Ich hatte am Anfang schon Bedenken. Zwischen meinem Abitur und dem Studienbeginn lagen drei Jahre, in denen ich Schauspielerin werden wollte. Dafür war ich in einer Theaterkompanie am Burgtheater in Wien. In dieser Zeit habe ich sehr viel gelernt, aber auch herausgefunden, dass ich doch keine Schauspielerin werden möchte. Danach hatte ich den Anspruch, mich noch wissenschaftlich mit irgendetwas zu beschäftigen und sah das Studium als sinnvolle Kombination. Aber nach drei Jahren rein praktischer Beschäftigung am Theater hatte ich Bedenken, dass ich das theoretische Arbeiten verlernt hatte. Lesen, mich lange konzentrieren… Ich hatte Angst, dass alles wieder sehr schulisch wird, im Sinne von: Es gibt einen Lehrenden und ich als Schülerin muss genau das machen, was er sagt. So war es aber nicht.
Ich habe in keinem Moment daran gedacht, alles zu schmeißen. Aber nach meinem zweiten Auslandssemester habe ich kurz überlegt, die Uni zu wechseln und meinen Bachelor im Ausland fertig zu machen. Ich hatte gemerkt, dass ich in Romanistik doch einiges anders erwartet hatte, ohne das zu negativ zu meinen. Erst im Nachhinein habe ich verstanden, worum es an der Universität geht, wenn man Sprachen lernt. Der Wechsel hat sich einfach durch ganz viel bürokratischen Aufwand erledigt.

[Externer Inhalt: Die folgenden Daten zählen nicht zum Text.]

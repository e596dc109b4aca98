use ratatui::{
    Frame,
    layout::{Alignment, Constraint, Flex, Layout, Rect},
    style::{Color, Modifier, Style},
    text::{Line, Span},
    widgets::{Block, Borders, Clear, List, ListItem, Paragraph, Wrap},
};

use crate::app::App;
use crate::core::{OperationReport, Outcome, Verdict};

pub enum MessageType {
    Info,
    Error,
}

/// Draw the per-volume result of the last operation
pub fn draw_report(frame: &mut Frame, report: &OperationReport) {
    let area = centered_rect(60, 50, frame.area());

    frame.render_widget(Clear, area);

    let (title, color) = match report.verdict {
        Verdict::AllSucceeded => (" Done ", Color::Green),
        Verdict::Partial => (" Partially done ", Color::Yellow),
        Verdict::AllFailed => (" Failed ", Color::Red),
        Verdict::NothingToDo => (" Nothing to do ", Color::Cyan),
    };

    let block = Block::default()
        .title(title)
        .borders(Borders::ALL)
        .style(Style::default().fg(color));

    let inner = block.inner(area);
    frame.render_widget(block, area);

    let chunks = Layout::vertical([
        Constraint::Length(2),
        Constraint::Min(1),
        Constraint::Length(1),
    ])
    .split(inner);

    let summary = Paragraph::new(report.summary())
        .alignment(Alignment::Center)
        .style(Style::default().fg(Color::White).add_modifier(Modifier::BOLD));
    frame.render_widget(summary, chunks[0]);

    let items: Vec<ListItem> = report
        .outcomes
        .iter()
        .map(|o| {
            let (mark, detail, style) = match &o.outcome {
                Outcome::Success => ("✓", String::new(), Style::default().fg(Color::Green)),
                Outcome::Failed(reason) => ("✗", reason.clone(), Style::default().fg(Color::Red)),
                Outcome::Skipped(reason) => ("–", reason.clone(), Style::default().fg(Color::DarkGray)),
            };
            ListItem::new(Line::from(vec![
                Span::styled(format!(" {} {:<10}", mark, o.identifier), style),
                Span::raw(format!(" {}", detail)),
            ]))
        })
        .collect();

    frame.render_widget(List::new(items), chunks[1]);

    let footer = Paragraph::new("Press Esc/Enter to dismiss")
        .alignment(Alignment::Center)
        .style(Style::default().fg(Color::DarkGray));
    frame.render_widget(footer, chunks[2]);
}

/// Draw status/info messages
pub fn draw_status_message(frame: &mut Frame, app: &App, message: &str, msg_type: MessageType) {
    let area = centered_rect(60, 40, frame.area());

    frame.render_widget(Clear, area);

    let (title, color) = match msg_type {
        MessageType::Info => (" Progress ", Color::Cyan),
        MessageType::Error => (" Error ", Color::Red),
    };

    let block = Block::default()
        .title(title)
        .borders(Borders::ALL)
        .style(Style::default().fg(color));

    let inner = block.inner(area);
    frame.render_widget(block, area);

    let chunks = Layout::vertical([Constraint::Min(1), Constraint::Length(1)]).split(inner);

    if matches!(msg_type, MessageType::Info) {
        let spinner_frames = ["⠋", "⠙", "⠹", "⠸", "⠼", "⠴", "⠦", "⠧", "⠇", "⠏"];
        let frame_idx = app.tick as usize % spinner_frames.len();
        let spinner = spinner_frames[frame_idx];

        let text = Paragraph::new(format!("{} {}", spinner, message))
            .alignment(Alignment::Center)
            .wrap(Wrap { trim: true })
            .style(Style::default().fg(color));
        frame.render_widget(text, chunks[0]);
    } else {
        let text = Paragraph::new(message)
            .alignment(Alignment::Center)
            .wrap(Wrap { trim: true })
            .style(Style::default().fg(color));
        frame.render_widget(text, chunks[0]);

        let footer = Paragraph::new("Press Esc/Enter to dismiss")
            .alignment(Alignment::Center)
            .style(Style::default().fg(Color::DarkGray));
        frame.render_widget(footer, chunks[1]);
    }
}

/// Helper to create a centered rectangle
fn centered_rect(percent_x: u16, percent_y: u16, r: Rect) -> Rect {
    let [area] = Layout::horizontal([Constraint::Percentage(percent_x)])
        .flex(Flex::Center)
        .areas(r);
    let [area] = Layout::vertical([Constraint::Percentage(percent_y)])
        .flex(Flex::Center)
        .areas(area);
    area
}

Ich hatte gedacht, dass das Sprachniveau der Studierenden höher ist. Tatsächlich war es zu der Zeit, als ich angefangen habe, noch so, dass man im Prinzip anfangen konnte, Spanisch zu studieren, ohne Spanisch zu können. Das ist mittlerweile auch nicht mehr so. Aber das Niveau in den ersten Semestern ist einfach nicht sehr hoch und es liegt sehr an einem selber, sich da zu verbessern. Die Uni sieht sich nicht als Sprachschule in dem Sinne. Es geht um Sprachwissenschaft und nicht um die Sprachpraxis, das war mir am Anfang nicht bewusst. Und im Nachhinein war das auch kein großes Problem. Meine Sprachpraxis habe ich im Ausland noch bekommen.
Am Anfang bin ich definitiv mit der Vorstellung ins erste Semester gegangen, dass die Romanistik mein bevorzugtes Fach ist. Das hat sich aber im Laufe des Studiums ein bisschen zur Germanistik gewandelt wegen des Niveaus. Da fand ich die Herausforderung spannender.
Am meisten Spaß hatte ich tatsächlich, wenn die Kurse gut waren und die Dozierenden mich inspiriert haben. Das passierte dann, wenn die Dozierenden auf Augenhöhe mit den Studierenden waren und es schafften, ihr Thema so anschaulich darzustellen, dass mich plötzlich auch Dinge interessiert haben, auf die ich davor nie gekommen wäre.
Ich persönlich hatte nie ein schlimmes Ereignis oder einen Zwischenfall, also keine traumatischen Erlebnisse. Aber ich habe definitiv Seminare belegt, aus denen ich nicht wirklich zufrieden rausgegangen bin. Oder als ich dann die Klausur oder die Hausarbeit geschrieben hatte, nicht wirklich das Gefühl gehabt habe, dass mich das weitergebracht hat.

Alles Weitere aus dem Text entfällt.